Wednesday, March 14, 2012

Death with dignity

So here's a new one:
What do you say to a friend when their parent has passed from a planned death with medication?  The death with dignity thing...

I saw her last week and gave her encouragement, offered support however she needs it, and hugged her lots.  Then today, the planned day, I sent her a message.  It took me a long time to write it.  I wrote, erased. Wrote, erased.  Wrote, thought about it, and erased.

I didn't really know what to say.

Death is a hard thing.  I've always contimplated which is better, which is worse.  When someone dies unexpectedly, it throws your whole world.  All the things you didn't get to say.  All the things you have to do.  All the changes that will come.

A long, drawn out death is heartbreaking.  Affairs are in order, and you've said all those things you need to say.  But...you have to wait and suffer slowly.  You may be watching someone you love suffer slowly.  You feel conflicting thoughts of just wanting it to end and praying for it to last.

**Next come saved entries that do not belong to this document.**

// Corpus-level translation quality metrics
//
// - bleu: n-gram overlap against the references, computed in-process
// - comet: learned quality estimate from a COMET scoring server

pub mod bleu;
pub mod comet;

use serde::{Deserialize, Serialize};
use tracing::{info, warn};

pub use bleu::{Bleu, BleuScore};
pub use comet::{CometClient, CometScore, CometSegment, QualityEstimator};

use crate::config::ScoringConfig;
use crate::error::{Result, SalinError};

/// Metric name to computed value for one provider
#[derive(Debug, Clone, PartialEq, Serialize, Deserialize)]
pub struct ScoreReport {
    pub bleu: BleuScore,
    #[serde(skip_serializing_if = "Option::is_none")]
    pub comet: Option<CometScore>,
}

pub struct Scorer {
    bleu: Bleu,
    comet: Option<Box<dyn QualityEstimator>>,
    comet_batch_size: usize,
}

impl Scorer {
    pub fn new(bleu: Bleu, comet: Option<Box<dyn QualityEstimator>>, comet_batch_size: usize) -> Self {
        Self {
            bleu,
            comet,
            comet_batch_size,
        }
    }

    pub fn from_config(config: &ScoringConfig) -> Result<Self> {
        let comet: Option<Box<dyn QualityEstimator>> = if config.comet.enabled {
            Some(Box::new(CometClient::new(&config.comet)?))
        } else {
            None
        };
        Ok(Self::new(Bleu::from_config(config), comet, config.comet.batch_size))
    }

    /// Score predictions against references; COMET also needs the sources
    pub async fn score(
        &self,
        predictions: &[String],
        references: &[String],
        sources: Option<&[String]>,
    ) -> Result<ScoreReport> {
        let source_count = sources.map_or(references.len(), |s| s.len());
        if predictions.len() != references.len() || references.len() != source_count {
            return Err(SalinError::LengthMismatch {
                predictions: predictions.len(),
                references: references.len(),
                sources: source_count,
            });
        }

        info!("Scoring {} predictions", predictions.len());
        let bleu = self.bleu.corpus_score(predictions, references);
        info!("BLEU: {:.2}", bleu.score);

        let comet = match (&self.comet, sources) {
            (Some(estimator), Some(sources)) => {
                let segments: Vec<CometSegment> = sources
                    .iter()
                    .zip(predictions)
                    .zip(references)
                    .map(|((src, mt), reference)| CometSegment {
                        src: src.clone(),
                        mt: mt.clone(),
                        reference: reference.clone(),
                    })
                    .collect();
                let score = comet::comet_score(estimator.as_ref(), &segments, self.comet_batch_size).await?;
                info!("COMET: {:.4}", score.mean_score);
                Some(score)
            }
            (Some(_), None) => {
                warn!("COMET needs source sentences; skipping");
                None
            }
            (None, _) => None,
        };

        Ok(ScoreReport { bleu, comet })
    }
}

#[cfg(test)]
mod tests {
    use super::*;
    use crate::config::BleuTokenizer;
    use comet::MockQualityEstimator;

    fn strings(items: &[&str]) -> Vec<String> {
        items.iter().map(|s| s.to_string()).collect()
    }

    fn bleu_only() -> Scorer {
        Scorer::new(Bleu::new(BleuTokenizer::Mteval13a, false, true), None, 32)
    }

    #[tokio::test]
    async fn test_perfect_predictions_score_100() {
        let mut estimator = MockQualityEstimator::new();
        estimator
            .expect_score_segments()
            .times(1)
            .returning(|batch| Ok(vec![0.95; batch.len()]));
        let scorer = Scorer::new(
            Bleu::new(BleuTokenizer::Mteval13a, false, true),
            Some(Box::new(estimator)),
            32,
        );

        let predictions = strings(&["I ate.", "I ate."]);
        let references = strings(&["I ate.", "I ate."]);
        let sources = strings(&["Kumain ako.", "Kumain ako."]);
        let report = scorer
            .score(&predictions, &references, Some(sources.as_slice()))
            .await
            .unwrap();

        assert!((report.bleu.score - 100.0).abs() < 1e-9);
        assert_eq!(report.comet.unwrap().scores, vec![0.95, 0.95]);
    }

    #[tokio::test]
    async fn test_length_mismatch_is_fatal() {
        let predictions = strings(&["I ate."]);
        let references = strings(&["I ate.", "Thanks."]);
        let sources = strings(&["Kumain ako.", "Salamat."]);

        let result = bleu_only().score(&predictions, &references, Some(sources.as_slice())).await;

        assert!(matches!(
            result,
            Err(SalinError::LengthMismatch { predictions: 1, references: 2, sources: 2 })
        ));
    }

    #[tokio::test]
    async fn test_source_length_mismatch_is_fatal() {
        let predictions = strings(&["I ate."]);
        let references = strings(&["I ate."]);
        let sources = strings(&[]);

        let result = bleu_only().score(&predictions, &references, Some(sources.as_slice())).await;

        assert!(matches!(result, Err(SalinError::LengthMismatch { .. })));
    }

    #[tokio::test]
    async fn test_empty_test_set_gives_degenerate_report() {
        let report = bleu_only().score(&[], &[], Some(&[][..])).await.unwrap();

        assert_eq!(report.bleu.score, 0.0);
        assert!(report.comet.is_none());
    }

    #[tokio::test]
    async fn test_repeated_scoring_is_idempotent() {
        let scorer = bleu_only();
        let predictions = strings(&["I ate rice.", "Thank you very much."]);
        let references = strings(&["I ate some rice.", "Thank you so much."]);

        let first = scorer.score(&predictions, &references, None).await.unwrap();
        let second = scorer.score(&predictions, &references, None).await.unwrap();

        assert_eq!(first.bleu.score, second.bleu.score);
    }
}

Death with dignity.  It's actually the ideal situation.  Affairs are in order and you are prepared.  You've said all the things you need to say.  There is no lengthy suffering.

So why is this so hard to digest?

How do you have the strength to hold someone close and let them go?  By their choice.
How do you have the courage not to yell "stop!" in the middle of it?

Death sucks.  Death is inevitable.

Might be time to remind everyone I love them.  Just in case.